Exercise directions
Your answer should be one number: the count of lines in these entries that hold the word "experiments".

Data for this exercise
<<<<

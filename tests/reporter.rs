//! End-to-end reporting against a mock MLflow server.

use std::fs;
use std::path::PathBuf;

use httpmock::{Method::GET, Method::POST, Method::PUT, MockServer};
use rstest::{fixture, rstest};
use sentibench::reporter::{self, ReportError};
use sentibench::tracker::MlflowTracker;
use tempfile::TempDir;

#[fixture]
fn runs_root() -> TempDir {
    TempDir::new().unwrap_or_else(|e| panic!("create temp dir: {e}"))
}

/// A hand-written run directory with two predictions.
fn write_run(root: &TempDir) -> PathBuf {
    let dir = root.path().join("distilbert");
    fs::create_dir_all(&dir).unwrap_or_else(|e| panic!("create run dir: {e}"));
    fs::write(
        dir.join("predictions.csv"),
        "review;Target;positive_score;Prediction\n\
         Great film;positive;0.9;positive\n\
         Dreadful;negative;0.2;negative\n",
    )
    .unwrap_or_else(|e| panic!("write predictions: {e}"));
    fs::write(
        dir.join("metadata.json"),
        r#"{
            "model": "distilbert",
            "adaptations": "sst-2",
            "inference_time": 42.5,
            "other_comments": "baseline run"
        }"#,
    )
    .unwrap_or_else(|e| panic!("write metadata: {e}"));
    dir
}

#[rstest]
fn reports_one_tagged_run_with_metrics_and_artifact(runs_root: TempDir) {
    let dir = write_run(&runs_root);
    let server = MockServer::start();

    let get_experiment = server.mock(|when, then| {
        when.method(GET)
            .path("/api/2.0/mlflow/experiments/get-by-name")
            .query_param("experiment_name", "sentiment-usecase");
        then.status(200).json_body(serde_json::json!({
            "experiment": { "experiment_id": "7" },
        }));
    });
    let create_run = server.mock(|when, then| {
        when.method(POST)
            .path("/api/2.0/mlflow/runs/create")
            .json_body_partial(r#"{ "experiment_id": "7", "run_name": "distilbert/sst-2" }"#);
        then.status(200).json_body(serde_json::json!({
            "run": { "info": { "run_id": "run-123" } },
        }));
    });
    let log_batch = server.mock(|when, then| {
        when.method(POST)
            .path("/api/2.0/mlflow/runs/log-batch")
            .body_contains("accuracy")
            .body_contains("MAE")
            .body_contains("inference_time")
            .body_contains("other_comments");
        then.status(200).json_body(serde_json::json!({}));
    });
    let upload_artifact = server.mock(|when, then| {
        when.method(PUT)
            .path("/api/2.0/mlflow-artifacts/artifacts/run-123/scores_distribution.json")
            .body_contains("bin_edges");
        then.status(200);
    });
    let finish_run = server.mock(|when, then| {
        when.method(POST)
            .path("/api/2.0/mlflow/runs/update")
            .body_contains("FINISHED");
        then.status(200).json_body(serde_json::json!({}));
    });

    let tracker = MlflowTracker::new(server.base_url(), "sentiment-usecase");
    reporter::report_run(&dir, &tracker).unwrap_or_else(|e| panic!("report run: {e}"));

    get_experiment.assert();
    create_run.assert();
    log_batch.assert();
    upload_artifact.assert();
    finish_run.assert();
}

#[rstest]
fn creates_the_experiment_on_first_use(runs_root: TempDir) {
    let dir = write_run(&runs_root);
    let server = MockServer::start();

    server.mock(|when, then| {
        when.method(GET).path("/api/2.0/mlflow/experiments/get-by-name");
        then.status(404).json_body(serde_json::json!({
            "error_code": "RESOURCE_DOES_NOT_EXIST",
        }));
    });
    let create_experiment = server.mock(|when, then| {
        when.method(POST)
            .path("/api/2.0/mlflow/experiments/create")
            .json_body(serde_json::json!({ "name": "sentiment-usecase" }));
        then.status(200)
            .json_body(serde_json::json!({ "experiment_id": "9" }));
    });
    server.mock(|when, then| {
        when.method(POST).path("/api/2.0/mlflow/runs/create");
        then.status(200).json_body(serde_json::json!({
            "run": { "info": { "run_id": "run-9" } },
        }));
    });
    server.mock(|when, then| {
        when.method(POST).path("/api/2.0/mlflow/runs/log-batch");
        then.status(200).json_body(serde_json::json!({}));
    });
    server.mock(|when, then| {
        when.method(PUT).path_contains("/api/2.0/mlflow-artifacts/artifacts/");
        then.status(200);
    });
    server.mock(|when, then| {
        when.method(POST).path("/api/2.0/mlflow/runs/update");
        then.status(200).json_body(serde_json::json!({}));
    });

    let tracker = MlflowTracker::new(server.base_url(), "sentiment-usecase");
    reporter::report_run(&dir, &tracker).unwrap_or_else(|e| panic!("report run: {e}"));

    create_experiment.assert();
}

#[rstest]
fn missing_run_directory_aborts_before_any_tracker_call(runs_root: TempDir) {
    let server = MockServer::start();
    let any_request = server.mock(|when, then| {
        when.path_contains("/");
        then.status(200);
    });

    let tracker = MlflowTracker::new(server.base_url(), "sentiment-usecase");
    let err = reporter::report_run(&runs_root.path().join("absent"), &tracker);

    assert!(matches!(err, Err(ReportError::Run(_))));
    any_request.assert_hits(0);
}

#[rstest]
fn empty_prediction_set_is_an_error(runs_root: TempDir) {
    let dir = runs_root.path().join("empty");
    fs::create_dir_all(&dir).unwrap_or_else(|e| panic!("create run dir: {e}"));
    fs::write(
        dir.join("predictions.csv"),
        "review;Target;positive_score;Prediction\n",
    )
    .unwrap_or_else(|e| panic!("write predictions: {e}"));
    fs::write(
        dir.join("metadata.json"),
        r#"{ "model": "m", "adaptations": "a", "inference_time": 1.0, "other_comments": "" }"#,
    )
    .unwrap_or_else(|e| panic!("write metadata: {e}"));

    let server = MockServer::start();
    let tracker = MlflowTracker::new(server.base_url(), "sentiment-usecase");
    let err = reporter::report_run(&dir, &tracker);

    assert!(matches!(err, Err(ReportError::Metrics(_))));
}
//! Application configuration.
//!
//! Loaded once at process start from an optional TOML file layered under
//! `SENTIBENCH_`-prefixed environment variables, validated, and passed to
//! each component at construction. Immutable thereafter; tests substitute
//! their own instances instead of touching process-wide state.

use std::path::{Path, PathBuf};

use figment::{
    providers::{Env, Format, Toml},
    Figment,
};
use serde::{Deserialize, Serialize};
use thiserror::Error;

use crate::normalize::LabelScheme;
use crate::providers::{DynClassifier, GenerativeClassifier, TextClassifier, ZeroShotClassifier};
use crate::recorder::RunRetention;

/// Environment prefix shared by every binary.
pub const ENV_PREFIX: &str = "SENTIBENCH_";

/// Provider selection, tagged by kind.
///
/// The normalisation scheme is derived from this configuration, never
/// inferred from the labels a response happens to contain.
#[derive(Debug, Clone, PartialEq, Eq, Serialize, Deserialize)]
#[serde(tag = "kind", rename_all = "snake_case")]
pub enum ProviderConfig {
    /// Two-candidate zero-shot endpoint; the candidate labels travel with
    /// every request.
    ZeroShot {
        endpoint: String,
        positive_label: String,
        negative_label: String,
    },
    /// Fixed two-class taxonomy endpoint.
    TwoClass {
        endpoint: String,
        positive_label: String,
    },
    /// Fixed three-class taxonomy endpoint; the neutral class's mass is
    /// discarded during normalisation.
    ThreeClass {
        endpoint: String,
        positive_label: String,
        neutral_label: String,
        negative_label: String,
    },
    /// Generative chat endpoint answering with a literal numeral.
    Generative { endpoint: String, model: String },
}

impl ProviderConfig {
    /// The normalisation scheme matching this provider's response shape.
    #[must_use]
    pub fn label_scheme(&self) -> LabelScheme {
        match self {
            Self::ZeroShot {
                positive_label,
                negative_label,
                ..
            } => LabelScheme::TwoCandidate {
                positive_label: positive_label.clone(),
                negative_label: negative_label.clone(),
            },
            Self::TwoClass { positive_label, .. } => LabelScheme::TwoClass {
                positive_label: positive_label.clone(),
            },
            Self::ThreeClass {
                positive_label,
                neutral_label,
                negative_label,
                ..
            } => LabelScheme::ThreeClass {
                positive_label: positive_label.clone(),
                neutral_label: neutral_label.clone(),
                negative_label: negative_label.clone(),
            },
            Self::Generative { .. } => LabelScheme::Numeral,
        }
    }

    /// Build the configured classifier behind a single object-safe seam.
    #[must_use]
    pub fn build_classifier(&self, api_token: Option<&str>) -> Box<DynClassifier> {
        let token = api_token.map(str::to_owned);
        match self {
            Self::ZeroShot {
                endpoint,
                positive_label,
                negative_label,
            } => Box::new(ZeroShotClassifier::new(
                endpoint.clone(),
                token,
                positive_label.clone(),
                negative_label.clone(),
            )),
            Self::TwoClass { endpoint, .. } | Self::ThreeClass { endpoint, .. } => {
                Box::new(TextClassifier::new(endpoint.clone(), token))
            }
            Self::Generative { endpoint, model } => Box::new(GenerativeClassifier::new(
                endpoint.clone(),
                token,
                model.clone(),
            )),
        }
    }

    fn labels(&self) -> Vec<&str> {
        match self {
            Self::ZeroShot {
                positive_label,
                negative_label,
                ..
            } => vec![positive_label, negative_label],
            Self::TwoClass { positive_label, .. } => vec![positive_label],
            Self::ThreeClass {
                positive_label,
                neutral_label,
                negative_label,
                ..
            } => vec![positive_label, neutral_label, negative_label],
            Self::Generative { .. } => vec![],
        }
    }
}

/// Batch-call controls.
#[derive(Debug, Clone, PartialEq, Eq, Serialize, Deserialize)]
pub struct InferenceConfig {
    /// Character budget applied to each review before submission.
    pub truncate_chars: usize,
    /// Seconds to pause between calls, for rate-limited providers.
    #[serde(default)]
    pub pause_secs: Option<u64>,
}

/// Identity and commentary recorded with each persisted run.
#[derive(Debug, Clone, Default, PartialEq, Eq, Serialize, Deserialize)]
pub struct RunConfig {
    /// Model identifier; names the run directory.
    #[serde(default)]
    pub model_name: String,
    #[serde(default)]
    pub adaptations: String,
    #[serde(default)]
    pub other_comments: String,
}

/// Paths and retention for inputs and persisted runs.
#[derive(Debug, Clone, PartialEq, Eq, Serialize, Deserialize)]
pub struct DataConfig {
    #[serde(default = "default_input_csv")]
    pub input_csv: PathBuf,
    #[serde(default = "default_runs_root")]
    pub runs_root: PathBuf,
    #[serde(default)]
    pub retention: RunRetention,
}

impl Default for DataConfig {
    fn default() -> Self {
        Self {
            input_csv: default_input_csv(),
            runs_root: default_runs_root(),
            retention: RunRetention::default(),
        }
    }
}

fn default_input_csv() -> PathBuf {
    PathBuf::from("data/inputs/IMDB-movie-reviews.csv")
}

fn default_runs_root() -> PathBuf {
    PathBuf::from("data/outputs/runs")
}

/// Tracker endpoint and experiment naming.
#[derive(Debug, Clone, PartialEq, Eq, Serialize, Deserialize)]
pub struct TrackerConfig {
    #[serde(default = "default_tracking_url")]
    pub base_url: String,
    #[serde(default = "default_experiment")]
    pub experiment: String,
}

impl Default for TrackerConfig {
    fn default() -> Self {
        Self {
            base_url: default_tracking_url(),
            experiment: default_experiment(),
        }
    }
}

fn default_tracking_url() -> String {
    "http://127.0.0.1:5000".to_owned()
}

fn default_experiment() -> String {
    "sentiment-usecase".to_owned()
}

fn default_listen_addr() -> String {
    "127.0.0.1:8000".to_owned()
}

/// Errors raised while loading or validating configuration.
#[derive(Debug, Error)]
pub enum ConfigError {
    #[error(transparent)]
    Figment(#[from] Box<figment::Error>),
    #[error("inference.truncate_chars must be greater than 0")]
    ZeroTruncation,
    #[error("provider label strings must not be empty")]
    EmptyLabel,
    #[error("provider.model must not be empty")]
    EmptyProviderModel,
}

/// Top-level configuration for inference-bearing binaries.
#[derive(Debug, Clone, PartialEq, Serialize, Deserialize)]
pub struct AppConfig {
    pub provider: ProviderConfig,
    pub inference: InferenceConfig,
    #[serde(default)]
    pub run: RunConfig,
    #[serde(default)]
    pub data: DataConfig,
    #[serde(default)]
    pub tracker: TrackerConfig,
    /// Bearer token for the hosted provider. Supplied via the environment
    /// layer (`SENTIBENCH_API_TOKEN`), never committed to a config file.
    #[serde(default)]
    pub api_token: Option<String>,
    #[serde(default = "default_listen_addr")]
    pub listen_addr: String,
}

impl AppConfig {
    /// Load from an optional TOML file layered under the environment.
    ///
    /// Environment keys are prefixed with `SENTIBENCH_` and nested with
    /// `__`, e.g. `SENTIBENCH_TRACKER__BASE_URL`; the environment wins
    /// over the file.
    ///
    /// # Errors
    ///
    /// Returns an error if either source contains invalid values or
    /// validation fails.
    pub fn load(path: Option<&Path>) -> Result<Self, ConfigError> {
        let config: Self = layered(path).extract().map_err(Box::new)?;
        config.validate()
    }

    /// Ensure the configuration values are within acceptable bounds.
    ///
    /// # Errors
    ///
    /// Returns an error if the truncation budget is zero or any configured
    /// label or model identifier is empty.
    #[must_use = "Validation should not be ignored"]
    pub fn validate(self) -> Result<Self, ConfigError> {
        if self.inference.truncate_chars == 0 {
            return Err(ConfigError::ZeroTruncation);
        }
        if self.provider.labels().iter().any(|label| label.is_empty()) {
            return Err(ConfigError::EmptyLabel);
        }
        if let ProviderConfig::Generative { model, .. } = &self.provider {
            if model.is_empty() {
                return Err(ConfigError::EmptyProviderModel);
            }
        }
        Ok(self)
    }
}

/// Configuration for the offline reporting binary, which needs only the
/// data paths and the tracker.
#[derive(Debug, Clone, Default, PartialEq, Eq, Serialize, Deserialize)]
pub struct ReportConfig {
    #[serde(default)]
    pub data: DataConfig,
    #[serde(default)]
    pub tracker: TrackerConfig,
}

impl ReportConfig {
    /// Load from an optional TOML file layered under the environment.
    ///
    /// # Errors
    ///
    /// Returns an error if either source contains invalid values.
    pub fn load(path: Option<&Path>) -> Result<Self, ConfigError> {
        Ok(layered(path).extract().map_err(Box::new)?)
    }
}

fn layered(path: Option<&Path>) -> Figment {
    let mut figment = Figment::new();
    if let Some(path) = path {
        figment = figment.merge(Toml::file(path));
    }
    figment.merge(Env::prefixed(ENV_PREFIX).split("__"))
}

#[cfg(test)]
mod tests {
    use super::*;
    use rstest::rstest;

    fn base_config() -> AppConfig {
        AppConfig {
            provider: ProviderConfig::TwoClass {
                endpoint: "http://localhost/classify".into(),
                positive_label: "POSITIVE".into(),
            },
            inference: InferenceConfig {
                truncate_chars: 2000,
                pause_secs: None,
            },
            run: RunConfig::default(),
            data: DataConfig::default(),
            tracker: TrackerConfig::default(),
            api_token: None,
            listen_addr: default_listen_addr(),
        }
    }

    #[test]
    #[expect(clippy::expect_used, reason = "test should fail loudly")]
    fn valid_config_passes_validation() {
        let config = base_config().validate().expect("validate config");
        assert_eq!(config.inference.truncate_chars, 2000);
    }

    #[test]
    fn zero_truncation_is_rejected() {
        let mut config = base_config();
        config.inference.truncate_chars = 0;
        assert!(matches!(
            config.validate(),
            Err(ConfigError::ZeroTruncation)
        ));
    }

    #[test]
    fn empty_label_is_rejected() {
        let mut config = base_config();
        config.provider = ProviderConfig::TwoClass {
            endpoint: "http://localhost/classify".into(),
            positive_label: String::new(),
        };
        assert!(matches!(config.validate(), Err(ConfigError::EmptyLabel)));
    }

    #[test]
    fn empty_generative_model_is_rejected() {
        let mut config = base_config();
        config.provider = ProviderConfig::Generative {
            endpoint: "http://localhost/chat".into(),
            model: String::new(),
        };
        assert!(matches!(
            config.validate(),
            Err(ConfigError::EmptyProviderModel)
        ));
    }

    #[rstest]
    #[case(
        ProviderConfig::ZeroShot {
            endpoint: "http://x".into(),
            positive_label: "pos".into(),
            negative_label: "neg".into(),
        },
        LabelScheme::TwoCandidate {
            positive_label: "pos".into(),
            negative_label: "neg".into(),
        }
    )]
    #[case(
        ProviderConfig::Generative { endpoint: "http://x".into(), model: "m".into() },
        LabelScheme::Numeral
    )]
    fn provider_selects_matching_scheme(
        #[case] provider: ProviderConfig,
        #[case] expected: LabelScheme,
    ) {
        assert_eq!(provider.label_scheme(), expected);
    }

    #[test]
    #[expect(clippy::expect_used, reason = "test should fail loudly")]
    fn provider_config_deserialises_tagged() {
        let json = r#"{
            "kind": "three_class",
            "endpoint": "http://localhost/classify",
            "positive_label": "LABEL_2",
            "neutral_label": "LABEL_1",
            "negative_label": "LABEL_0"
        }"#;
        let provider: ProviderConfig =
            serde_json::from_str(json).expect("deserialise provider");
        assert!(matches!(provider, ProviderConfig::ThreeClass { .. }));
    }

    #[test]
    fn unknown_provider_kind_is_rejected() {
        let json = r#"{ "kind": "mystery", "endpoint": "http://x" }"#;
        let provider: Result<ProviderConfig, _> = serde_json::from_str(json);
        assert!(provider.is_err());
    }
}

>>>>

Output of the task
3